_Data excerpts_

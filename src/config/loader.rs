//! Configuration Loader (Figment-based)
//!
//! Loads and merges configuration from multiple sources using Figment:
//! 1. Built-in defaults (Serialized)
//! 2. Global config (~/.config/repolens/config.toml)
//! 3. Project config (.repolens/config.toml)
//! 4. Environment variables (REPOLENS_* prefix)

use directories::ProjectDirs;
use figment::{
    Figment,
    providers::{Env, Format, Serialized, Toml},
};
use std::fs;
use std::path::{Path, PathBuf};

use tracing::{debug, info};

use super::types::Config;
use crate::types::{RepoLensError, Result};

/// Configuration loader
pub struct ConfigLoader;

impl ConfigLoader {
    /// Load configuration with full resolution chain using Figment:
    /// defaults → global → project → env vars
    pub fn load() -> Result<Config> {
        let mut figment = Figment::new().merge(Serialized::defaults(Config::default()));

        if let Some(global_path) = Self::global_config_path()
            && global_path.exists()
        {
            debug!("Loading global config from: {}", global_path.display());
            figment = figment.merge(Toml::file(&global_path));
        }

        let project_path = Self::project_config_path();
        if project_path.exists() {
            debug!("Loading project config from: {}", project_path.display());
            figment = figment.merge(Toml::file(&project_path));
        }

        // e.g. REPOLENS_LLM_MODEL -> llm.model
        figment = figment.merge(Env::prefixed("REPOLENS_").split('_').lowercase(true));

        let config: Config = figment
            .extract()
            .map_err(|e| RepoLensError::Config(format!("Configuration error: {}", e)))?;

        config.validate()?;

        Ok(config)
    }

    /// Load configuration from a specific file only
    pub fn load_from_file(path: &Path) -> Result<Config> {
        let config: Config = Figment::new()
            .merge(Serialized::defaults(Config::default()))
            .merge(Toml::file(path))
            .extract()
            .map_err(|e| RepoLensError::Config(format!("Configuration error: {}", e)))?;

        config.validate()?;

        Ok(config)
    }

    // =========================================================================
    // Path Management
    // =========================================================================

    /// Get path to the global config directory (~/.config/repolens/)
    pub fn global_dir() -> Option<PathBuf> {
        ProjectDirs::from("", "", "repolens").map(|dirs| dirs.config_dir().to_path_buf())
    }

    /// Get path to the global config file
    pub fn global_config_path() -> Option<PathBuf> {
        Self::global_dir().map(|dir| dir.join("config.toml"))
    }

    /// Get path to the project config file
    pub fn project_config_path() -> PathBuf {
        PathBuf::from(".repolens/config.toml")
    }

    /// Get the project data directory
    pub fn project_dir() -> PathBuf {
        PathBuf::from(".repolens")
    }

    // =========================================================================
    // Config Commands
    // =========================================================================

    /// Show config file paths
    pub fn show_path() {
        println!("Configuration paths:");
        println!();

        if let Some(global) = Self::global_config_path() {
            let exists = if global.exists() { "✓" } else { "✗" };
            println!("  Global:  {} {}", exists, global.display());
        } else {
            println!("  Global:  (not available)");
        }

        let project = Self::project_config_path();
        let exists = if project.exists() { "✓" } else { "✗" };
        println!("  Project: {} {}", exists, project.display());
    }

    /// Show current effective configuration
    pub fn show_config(as_json: bool) -> Result<()> {
        let config = Self::load()?;

        if as_json {
            println!("{}", serde_json::to_string_pretty(&config)?);
        } else {
            println!(
                "{}",
                toml::to_string_pretty(&config)
                    .map_err(|e| RepoLensError::Config(e.to_string()))?
            );
        }

        Ok(())
    }

    // =========================================================================
    // Initialization
    // =========================================================================

    /// Initialize global configuration
    pub fn init_global(force: bool) -> Result<PathBuf> {
        let global_dir = Self::global_dir().ok_or_else(|| {
            RepoLensError::Config("Cannot determine global config directory".to_string())
        })?;

        fs::create_dir_all(&global_dir)?;

        let config_path = global_dir.join("config.toml");
        if !config_path.exists() || force {
            fs::write(&config_path, Self::default_global_config())?;
            info!("Created global config: {}", config_path.display());
        } else {
            info!("Global config exists: {}", config_path.display());
        }

        Ok(global_dir)
    }

    /// Initialize project configuration
    pub fn init_project(force: bool) -> Result<PathBuf> {
        let project_dir = Self::project_dir();

        fs::create_dir_all(&project_dir)?;

        let config_path = project_dir.join("config.toml");
        if !config_path.exists() || force {
            fs::write(&config_path, Self::default_project_config())?;
            info!("Created project config: {}", config_path.display());
        }

        Ok(project_dir)
    }

    // =========================================================================
    // Internal
    // =========================================================================

    /// Generate default global config content (TOML)
    fn default_global_config() -> String {
        r#"# RepoLens Global Configuration
# User-wide defaults. Project settings in .repolens/config.toml override these.

version = "1.0"

[server]
bind_addr = "127.0.0.1:8000"
permissive_cors = true

# LLM enrichment. Disabled by default: analysis falls back to
# rule-based summaries, patterns, and recommendations.
[llm]
enabled = false
provider = "openai"
model = "gpt-4o-mini"
timeout_secs = 60
"#
        .to_string()
    }

    /// Generate default project config content (TOML)
    fn default_project_config() -> String {
        r#"# RepoLens Project Configuration
# Project-specific settings that override global defaults.

version = "1.0"

[retrieval]
git_binary = "git"
clone_timeout_secs = 120
"#
        .to_string()
    }
}

#[cfg(test)]
mod tests {
    use super::*;
    use tempfile::TempDir;

    #[test]
    fn test_load_default_config() {
        let config = ConfigLoader::load().unwrap();
        assert_eq!(config.version, "1.0");
    }

    #[test]
    fn test_load_from_file_overrides_defaults() {
        let temp_dir = TempDir::new().unwrap();
        let path = temp_dir.path().join("config.toml");
        std::fs::write(&path, "[llm]\nmodel = \"test-model\"\n").unwrap();

        let config = ConfigLoader::load_from_file(&path).unwrap();
        assert_eq!(config.llm.model, "test-model");
        // Untouched sections keep their defaults
        assert_eq!(config.retrieval.git_binary, "git");
    }

    #[test]
    fn test_load_from_file_rejects_invalid_values() {
        let temp_dir = TempDir::new().unwrap();
        let path = temp_dir.path().join("config.toml");
        std::fs::write(&path, "[llm]\ntemperature = 9.0\n").unwrap();

        assert!(ConfigLoader::load_from_file(&path).is_err());
    }
}
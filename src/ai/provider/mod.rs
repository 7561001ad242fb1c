//! LLM Provider Abstraction
//!
//! Defines the LlmProvider trait for structured text-generation calls.
//! Providers return parsed JSON content plus token usage metrics.
//!
//! ## Modules
//!
//! - `openai`: OpenAI-compatible Chat Completions provider
//! - `chain`: ordered fallback cascade across providers

mod chain;
mod openai;

pub use chain::ProviderChain;
pub use openai::OpenAiProvider;

use async_trait::async_trait;
use serde::{Deserialize, Serialize};
use serde_json::Value;
use std::sync::Arc;

use crate::config::LlmConfig;
use crate::types::Result;

// =============================================================================
// LLM Response
// =============================================================================

/// Parsed provider output with usage metrics.
#[derive(Debug, Clone)]
pub struct LlmResponse {
    /// Generated content (structured JSON)
    pub content: Value,
    /// Token usage metrics
    pub usage: TokenUsage,
    /// Provider and model info
    pub metadata: ResponseMetadata,
}

/// Token usage metrics
#[derive(Debug, Clone, Default, Serialize, Deserialize)]
pub struct TokenUsage {
    pub input_tokens: u32,
    pub output_tokens: u32,
}

impl TokenUsage {
    pub fn total(&self) -> u32 {
        self.input_tokens + self.output_tokens
    }
}

/// Response metadata
#[derive(Debug, Clone, Default)]
pub struct ResponseMetadata {
    pub model: String,
    pub provider: String,
}

/// Shared LLM provider type for use across requests.
pub type SharedProvider = Arc<dyn LlmProvider + Send + Sync>;

// =============================================================================
// Provider Configuration
// =============================================================================

/// Configuration for one provider in the chain.
///
/// API keys are redacted in debug output and converted to SecretString
/// inside each provider.
#[derive(Clone, Serialize, Deserialize)]
pub struct ProviderConfig {
    /// Provider type (currently "openai" for any compatible endpoint)
    pub provider: String,
    /// Model name (provider-specific)
    pub model: Option<String>,
    /// Request timeout in seconds
    pub timeout_secs: u64,
    /// Temperature for generation
    pub temperature: f32,
    /// API key; never serialized back out
    #[serde(default, skip_serializing)]
    pub api_key: Option<String>,
    /// API base URL (for custom endpoints)
    #[serde(default)]
    pub api_base: Option<String>,
    /// Maximum tokens to generate
    #[serde(default = "default_max_tokens")]
    pub max_tokens: usize,
}

impl std::fmt::Debug for ProviderConfig {
    fn fmt(&self, f: &mut std::fmt::Formatter<'_>) -> std::fmt::Result {
        f.debug_struct("ProviderConfig")
            .field("provider", &self.provider)
            .field("model", &self.model)
            .field("timeout_secs", &self.timeout_secs)
            .field("temperature", &self.temperature)
            .field("api_key", &self.api_key.as_ref().map(|_| "[REDACTED]"))
            .field("api_base", &self.api_base)
            .field("max_tokens", &self.max_tokens)
            .finish()
    }
}

fn default_max_tokens() -> usize {
    1000
}

impl Default for ProviderConfig {
    fn default() -> Self {
        Self {
            provider: "openai".to_string(),
            model: None,
            timeout_secs: 60,
            temperature: 0.7,
            api_key: None,
            api_base: None,
            max_tokens: 1000,
        }
    }
}

impl ProviderConfig {
    /// Primary provider settings from the application config.
    pub fn primary(llm: &LlmConfig) -> Self {
        Self {
            provider: llm.provider.clone(),
            model: Some(llm.model.clone()),
            timeout_secs: llm.timeout_secs,
            temperature: llm.temperature,
            api_key: None,
            api_base: llm.api_base.clone(),
            max_tokens: llm.max_tokens,
        }
    }

    /// Fallback provider settings, when configured.
    pub fn fallback(llm: &LlmConfig) -> Option<Self> {
        let provider = llm.fallback_provider.clone()?;
        Some(Self {
            provider,
            model: llm.fallback_model.clone(),
            ..Self::primary(llm)
        })
    }
}

// =============================================================================
// LLM Provider Trait
// =============================================================================

/// Provider trait for structured output generation.
#[async_trait]
pub trait LlmProvider: Send + Sync {
    /// Generate structured output matching the given JSON shape hint.
    async fn generate(&self, prompt: &str, schema: &Value) -> Result<LlmResponse>;

    /// Provider name for logging
    fn name(&self) -> &str;

    /// Model name currently in use
    fn model(&self) -> &str;
}

/// Create a shared provider from configuration.
pub fn create_provider(config: &ProviderConfig) -> Result<SharedProvider> {
    match config.provider.as_str() {
        "openai" => Ok(Arc::new(OpenAiProvider::new(config.clone())?)),
        _ => Err(crate::types::RepoLensError::Config(format!(
            "Unknown provider: {}. Supported: openai",
            config.provider
        ))),
    }
}
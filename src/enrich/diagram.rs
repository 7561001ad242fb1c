//! Diagram Generation
//!
//! Deterministic Mermaid rendering from the IR: one root node, one
//! child per module, one child per internal-dependency folder. Fully
//! local, no external calls.

use crate::types::{AnalysisIr, Visualization};

/// Build the Mermaid diagram description for an IR.
pub fn build_visualization(ir: &AnalysisIr) -> Visualization {
    let mut lines = vec!["graph TD".to_string(), "Repo[Repository]".to_string()];

    for module in &ir.modules {
        lines.push(format!(
            "Repo --> {}[{}]",
            node_id(&module.name),
            module.name
        ));
    }

    for folder in &ir.dependencies.internal_dependencies {
        lines.push(format!("Repo --> {}[{}/]", node_id(folder), folder));
    }

    Visualization {
        mermaid: lines.join("\n"),
    }
}

/// Mermaid node identifiers cannot contain spaces or hyphens; replace
/// both with underscores.
fn node_id(name: &str) -> String {
    name.replace([' ', '-'], "_")
}

#[cfg(test)]
mod tests {
    use super::*;
    use crate::types::{
        Architecture, DependencyInfo, ModuleInfo, Overview, RiskInfo, StructureType,
    };

    fn ir_with(modules: &[&str], internal: &[&str]) -> AnalysisIr {
        AnalysisIr {
            overview: Overview {
                repository_name: "demo".to_string(),
                total_files: 0,
                primary_languages: Vec::new(),
                description: None,
                key_features: None,
            },
            architecture: Architecture {
                structure_type: StructureType::Unknown,
                folder_structure: String::new(),
                patterns: None,
            },
            modules: modules
                .iter()
                .map(|name| ModuleInfo {
                    name: name.to_string(),
                    purpose: None,
                    key_files: Vec::new(),
                    dependencies: None,
                })
                .collect(),
            dependencies: DependencyInfo {
                external_dependencies: Vec::new(),
                internal_dependencies: internal.iter().map(|s| s.to_string()).collect(),
            },
            risks: RiskInfo::default(),
        }
    }

    #[test]
    fn test_empty_ir_yields_root_only() {
        let viz = build_visualization(&ir_with(&[], &[]));
        assert_eq!(viz.mermaid, "graph TD\nRepo[Repository]");
    }

    #[test]
    fn test_modules_and_internal_folders_become_nodes() {
        let viz = build_visualization(&ir_with(&["api"], &["web"]));
        let lines: Vec<&str> = viz.mermaid.lines().collect();
        assert_eq!(lines[2], "Repo --> api[api]");
        assert_eq!(lines[3], "Repo --> web[web/]");
    }

    #[test]
    fn test_node_ids_neutralize_separators() {
        let viz = build_visualization(&ir_with(&["my-module", "my docs"], &[]));
        assert!(viz.mermaid.contains("Repo --> my_module[my-module]"));
        assert!(viz.mermaid.contains("Repo --> my_docs[my docs]"));
    }

    #[test]
    fn test_rendering_is_deterministic() {
        let ir = ir_with(&["a", "b"], &["c"]);
        assert_eq!(build_visualization(&ir).mermaid, build_visualization(&ir).mermaid);
    }
}
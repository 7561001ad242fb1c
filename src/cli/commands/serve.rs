//! Serve Command
//!
//! Starts the HTTP service.

use crate::config::ConfigLoader;
use crate::server;
use crate::types::Result;

pub async fn run(bind: Option<String>) -> Result<()> {
    let mut config = ConfigLoader::load()?;

    if let Some(bind) = bind {
        config.server.bind_addr = bind;
        config.validate()?;
    }

    server::serve(config).await
}
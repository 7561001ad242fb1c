//! Configuration Types
//!
//! All configuration structures with sensible defaults.
//! Supports global (~/.config/repolens/) and project (.repolens/) level
//! configuration.

use serde::{Deserialize, Serialize};

use crate::constants::{network, retrieval};

/// Root configuration structure
#[derive(Debug, Clone, Serialize, Deserialize)]
#[serde(default)]
pub struct Config {
    /// Configuration version
    pub version: String,

    /// HTTP server settings
    pub server: ServerConfig,

    /// Repository retrieval settings
    pub retrieval: RetrievalConfig,

    /// LLM enrichment settings
    pub llm: LlmConfig,
}

impl Default for Config {
    fn default() -> Self {
        Self {
            version: "1.0".to_string(),
            server: ServerConfig::default(),
            retrieval: RetrievalConfig::default(),
            llm: LlmConfig::default(),
        }
    }
}

impl Config {
    /// Validate configuration values are within acceptable ranges.
    /// Returns `RepoLensError::Config` on validation failure.
    pub fn validate(&self) -> crate::types::Result<()> {
        if !(0.0..=2.0).contains(&self.llm.temperature) {
            return Err(crate::types::RepoLensError::Config(format!(
                "LLM temperature must be between 0.0 and 2.0, got {}",
                self.llm.temperature
            )));
        }

        if self.llm.timeout_secs == 0 {
            return Err(crate::types::RepoLensError::Config(
                "LLM timeout_secs must be greater than 0".to_string(),
            ));
        }

        if self.retrieval.clone_timeout_secs == 0 {
            return Err(crate::types::RepoLensError::Config(
                "Retrieval clone_timeout_secs must be greater than 0".to_string(),
            ));
        }

        if self.server.bind_addr.parse::<std::net::SocketAddr>().is_err() {
            return Err(crate::types::RepoLensError::Config(format!(
                "Invalid server bind address: {}",
                self.server.bind_addr
            )));
        }

        Ok(())
    }
}

// =============================================================================
// Server Configuration
// =============================================================================

#[derive(Debug, Clone, Serialize, Deserialize)]
#[serde(default)]
pub struct ServerConfig {
    /// Socket address the HTTP server binds to
    pub bind_addr: String,

    /// Allow any origin (the service fronts a public web UI)
    pub permissive_cors: bool,
}

impl Default for ServerConfig {
    fn default() -> Self {
        Self {
            bind_addr: network::DEFAULT_BIND_ADDR.to_string(),
            permissive_cors: true,
        }
    }
}

// =============================================================================
// Retrieval Configuration
// =============================================================================

#[derive(Debug, Clone, Serialize, Deserialize)]
#[serde(default)]
pub struct RetrievalConfig {
    /// Git binary to invoke for shallow clones
    pub git_binary: String,

    /// Clone timeout in seconds
    pub clone_timeout_secs: u64,
}

impl Default for RetrievalConfig {
    fn default() -> Self {
        Self {
            git_binary: "git".to_string(),
            clone_timeout_secs: retrieval::CLONE_TIMEOUT_SECS,
        }
    }
}

// =============================================================================
// LLM Configuration
// =============================================================================

#[derive(Debug, Clone, Serialize, Deserialize)]
#[serde(default)]
pub struct LlmConfig {
    /// Whether LLM enrichment runs at all. When false (the default),
    /// enrichment is purely rule-based.
    pub enabled: bool,

    /// Provider name (currently "openai" or any OpenAI-compatible API)
    pub provider: String,

    /// Model name
    pub model: String,

    /// API base URL override (OpenAI-compatible endpoints)
    pub api_base: Option<String>,

    /// Request timeout in seconds
    pub timeout_secs: u64,

    /// Temperature for LLM generation
    pub temperature: f32,

    /// Maximum tokens per completion
    pub max_tokens: usize,

    /// Fallback provider for the cascade chain
    pub fallback_provider: Option<String>,

    /// Fallback model for the cascade chain
    pub fallback_model: Option<String>,
}

impl Default for LlmConfig {
    fn default() -> Self {
        Self {
            enabled: false,
            provider: "openai".to_string(),
            model: "gpt-4o-mini".to_string(),
            api_base: None,
            timeout_secs: network::DEFAULT_TIMEOUT_SECS,
            temperature: 0.7,
            max_tokens: 1000,
            fallback_provider: None,
            fallback_model: None,
        }
    }
}

// =============================================================================
// Tests
// =============================================================================

#[cfg(test)]
mod tests {
    use super::*;

    #[test]
    fn test_default_config() {
        let config = Config::default();
        assert_eq!(config.version, "1.0");
        assert_eq!(config.llm.provider, "openai");
        assert!(!config.llm.enabled);
        config.validate().unwrap();
    }

    #[test]
    fn test_validate_rejects_bad_temperature() {
        let mut config = Config::default();
        config.llm.temperature = 3.5;
        assert!(config.validate().is_err());
    }

    #[test]
    fn test_validate_rejects_bad_bind_addr() {
        let mut config = Config::default();
        config.server.bind_addr = "not-an-addr".to_string();
        assert!(config.validate().is_err());
    }

    #[test]
    fn test_validate_rejects_zero_timeout() {
        let mut config = Config::default();
        config.retrieval.clone_timeout_secs = 0;
        assert!(config.validate().is_err());
    }
}
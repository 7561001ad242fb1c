//! Global Constants
//!
//! Centralized constants for analysis tuning and detection tables.
//! All magic values should be defined here with documentation.

/// Analysis walk constants
pub mod analysis {
    /// Directory names excluded from every tree walk
    pub const IGNORED_DIRS: &[&str] = &[
        ".git",
        "node_modules",
        "__pycache__",
        ".next",
        "dist",
        "build",
        "venv",
        ".venv",
    ];

    /// File extension to language label table.
    ///
    /// Declaration order is the tie-break order when languages share a
    /// file count.
    pub const EXTENSION_LANGUAGES: &[(&str, &str)] = &[
        ("js", "JavaScript"),
        ("ts", "TypeScript"),
        ("jsx", "JavaScript"),
        ("tsx", "TypeScript"),
        ("py", "Python"),
        ("java", "Java"),
        ("go", "Go"),
        ("rs", "Rust"),
        ("cpp", "C++"),
        ("c", "C"),
        ("cs", "C#"),
        ("php", "PHP"),
    ];

    /// Maximum number of primary languages reported
    pub const MAX_PRIMARY_LANGUAGES: usize = 3;

    /// Entry-point filenames collected as module key files
    pub const KEY_FILENAMES: &[&str] = &["index.ts", "index.tsx", "index.js", "main.py", "app.py"];

    /// Maximum key files recorded per module
    pub const MAX_KEY_FILES: usize = 3;

    /// Maximum endpoints recorded per route style
    pub const MAX_ENDPOINTS_PER_STYLE: usize = 15;
}

/// Repository hygiene marker filenames
pub mod markers {
    /// README casing variants checked at the repository root
    pub const README_NAMES: &[&str] = &["README.md", "README.MD", "readme.md", "Readme.md"];

    /// CI workflow directory relative to the repository root
    pub const CI_WORKFLOW_DIR: &str = ".github/workflows";

    /// Directory names (lower-cased) that indicate a test suite
    pub const TEST_DIR_NAMES: &[&str] = &["tests", "__tests__", "test"];

    /// Environment example file variants checked at the repository root
    pub const ENV_EXAMPLE_NAMES: &[&str] = &[".env.example", ".env.sample", ".env.template"];
}

/// Retrieval constants
pub mod retrieval {
    /// The only hosting domain accepted for remote locators
    pub const SUPPORTED_HOST: &str = "github.com";

    /// Clone timeout (seconds)
    pub const CLONE_TIMEOUT_SECS: u64 = 120;

    /// Prefix for temporary workspace directories
    pub const WORKSPACE_PREFIX: &str = "repolens_";
}

/// Prompt construction constants
pub mod prompt {
    /// Maximum characters of the folder tree included in a prompt
    pub const MAX_TREE_CHARS: usize = 2_000;

    /// Maximum external dependencies listed in a prompt
    pub const MAX_PROMPT_DEPENDENCIES: usize = 20;

    /// Maximum key files listed per module in a prompt
    pub const MAX_PROMPT_MODULES: usize = 10;
}

/// HTTP/Network constants
pub mod network {
    /// Default LLM request timeout (seconds)
    pub const DEFAULT_TIMEOUT_SECS: u64 = 60;

    /// Default bind address for the HTTP server
    pub const DEFAULT_BIND_ADDR: &str = "127.0.0.1:8000";
}
//! Orchestration Pipeline
//!
//! One analysis run, start to finish: workspace → retrieval → the four
//! deterministic analyzers → IR → enrichment → response. Stages run
//! sequentially; the IR strictly requires all four analyzer outputs.
//! The workspace is dropped (and its tree removed) on every exit path.

use std::time::Instant;
use tracing::{info, warn};

use crate::analyzer::{
    detect_risks, detect_stack, discover_endpoints, extract_dependencies, parse_structure,
};
use crate::config::Config;
use crate::enrich::{Enricher, build_visualization};
use crate::ingest::{RepoLocator, Workspace, retrieve};
use crate::ir::build_ir;
use crate::types::{AnalysisResponse, AnalysisWarning, ResponseMeta, Result};

/// Executes analysis runs against a fixed configuration.
pub struct AnalysisPipeline {
    config: Config,
    enricher: Enricher,
}

impl AnalysisPipeline {
    /// Build a pipeline; enrichment wiring follows `config.llm`.
    pub fn new(config: Config) -> Self {
        let enricher = Enricher::from_config(&config.llm);
        Self { config, enricher }
    }

    /// Pipeline with explicit enrichment (used by tests and custom
    /// wiring).
    pub fn with_enricher(config: Config, enricher: Enricher) -> Self {
        Self { config, enricher }
    }

    /// Run one full analysis for the given locator string.
    pub async fn analyze(&self, locator: &str) -> Result<AnalysisResponse> {
        let locator = RepoLocator::parse(locator)?;
        let workspace = Workspace::create()?;

        info!(
            run_id = %workspace.run_id(),
            locator = %locator.display(),
            "starting analysis run"
        );

        // The workspace outlives the whole run and is removed when this
        // function returns, success or failure.
        self.run(&locator, &workspace).await
    }

    async fn run(&self, locator: &RepoLocator, workspace: &Workspace) -> Result<AnalysisResponse> {
        let started = Instant::now();

        let handle = retrieve(locator, &self.config.retrieval, workspace.path()).await?;

        let stack = detect_stack(&handle);
        let structure = parse_structure(&handle);
        let dependencies = extract_dependencies(&handle);
        let risks = detect_risks(&handle);
        let endpoints = discover_endpoints(&handle);

        let mut warnings = Vec::new();
        for stage in [
            stack.warnings.clone(),
            structure.warnings.clone(),
            dependencies.warnings.clone(),
            risks.warnings.clone(),
            endpoints.warnings.clone(),
        ] {
            warnings.extend(stage);
        }
        log_warnings(&warnings);

        let ir = build_ir(
            locator,
            stack.value,
            structure.value,
            dependencies.value,
            risks.value,
        );

        let visualization = build_visualization(&ir);
        let enrichment = self.enricher.enrich(&ir, &endpoints.value).await;

        let response = AnalysisResponse {
            overview: enrichment.overview,
            architecture: enrichment.architecture,
            visualization,
            modules: ir.modules,
            dependencies: ir.dependencies,
            recommendations: enrichment.recommendations,
            meta: Some(ResponseMeta {
                run_id: workspace.run_id(),
                analyzed_at: chrono::Utc::now(),
                duration_ms: started.elapsed().as_millis() as u64,
                warnings: warnings.len(),
            }),
        };

        info!(
            run_id = %workspace.run_id(),
            total_files = response.overview.total_files,
            modules = response.modules.len(),
            warnings = warnings.len(),
            duration_ms = started.elapsed().as_millis() as u64,
            "analysis run complete"
        );

        Ok(response)
    }
}

fn log_warnings(warnings: &[AnalysisWarning]) {
    for warning in warnings {
        match &warning.path {
            Some(path) => {
                warn!(stage = warning.stage, path = %path, "{}", warning.message)
            }
            None => warn!(stage = warning.stage, "{}", warning.message),
        }
    }
}

#[cfg(test)]
mod tests {
    use super::*;
    use crate::types::{RepoLensError, StructureType};
    use std::path::Path;
    use tempfile::TempDir;

    fn touch(path: &Path, content: &str) {
        std::fs::create_dir_all(path.parent().unwrap()).unwrap();
        std::fs::write(path, content).unwrap();
    }

    /// A small fullstack-looking fixture repository.
    fn fixture_repo() -> TempDir {
        let temp = TempDir::new().unwrap();
        let root = temp.path();

        touch(&root.join("package.json"), r#"{"dependencies": {"react": "18.0.0"}}"#);
        touch(&root.join("next.config.js"), "");
        touch(&root.join("requirements.txt"), "flask==2.0.1\nclick\n");
        touch(&root.join("readme.md"), "# demo");
        touch(&root.join("api/main.py"), "@app.get(\"/items\")\ndef items(): ...\n");
        touch(&root.join("web/src/index.ts"), "");
        touch(&root.join("web/pages/about.tsx"), "");
        temp
    }

    fn pipeline() -> AnalysisPipeline {
        AnalysisPipeline::new(Config::default())
    }

    #[tokio::test]
    async fn test_full_run_over_local_fixture() {
        let repo = fixture_repo();
        let response = pipeline()
            .analyze(&repo.path().to_string_lossy())
            .await
            .unwrap();

        // Deterministic analysis
        assert_eq!(response.overview.total_files, 7);
        assert_eq!(
            response.architecture.structure_type,
            StructureType::Fullstack
        );
        assert_eq!(response.modules.len(), 2);
        assert!(
            response
                .dependencies
                .external_dependencies
                .iter()
                .any(|d| d.name == "flask")
        );

        // Rule-based enrichment (LLM disabled by default)
        assert!(response.overview.description.is_some());
        assert!(response.architecture.patterns.is_some());

        // README present: first recommendation is about CI, not README
        assert_eq!(
            response.recommendations[0].title,
            "Set up Continuous Integration (CI)"
        );

        // Visualization covers modules and internal folders
        assert!(response.visualization.mermaid.contains("Repo --> api[api]"));

        let meta = response.meta.unwrap();
        assert_eq!(meta.warnings, 0);
    }

    #[tokio::test]
    async fn test_invalid_locator_fails_fast() {
        let err = pipeline().analyze("https://github.com/justowner").await.unwrap_err();
        assert!(err.is_client_error());
    }

    #[tokio::test]
    async fn test_unsupported_host_fails_fast() {
        let err = pipeline()
            .analyze("https://bitbucket.org/a/b")
            .await
            .unwrap_err();
        assert!(matches!(
            err,
            RepoLensError::Retrieval(crate::types::RetrievalError::UnsupportedHost(_))
        ));
    }

    #[tokio::test]
    async fn test_response_serializes_to_contract_shape() {
        let repo = fixture_repo();
        let response = pipeline()
            .analyze(&repo.path().to_string_lossy())
            .await
            .unwrap();

        let json = serde_json::to_value(&response).unwrap();
        for field in [
            "overview",
            "architecture",
            "visualization",
            "modules",
            "dependencies",
            "recommendations",
        ] {
            assert!(json.get(field).is_some(), "missing field {}", field);
        }
        assert_eq!(json["architecture"]["structure_type"], "fullstack");
    }
}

_Your goal_
Search the material above for the word "description", then copy out each line that has it.

_Answer box_
/// Build the Mermaid diagram description for an IR.
                description: None,
        assert!(response.overview.description.is_some());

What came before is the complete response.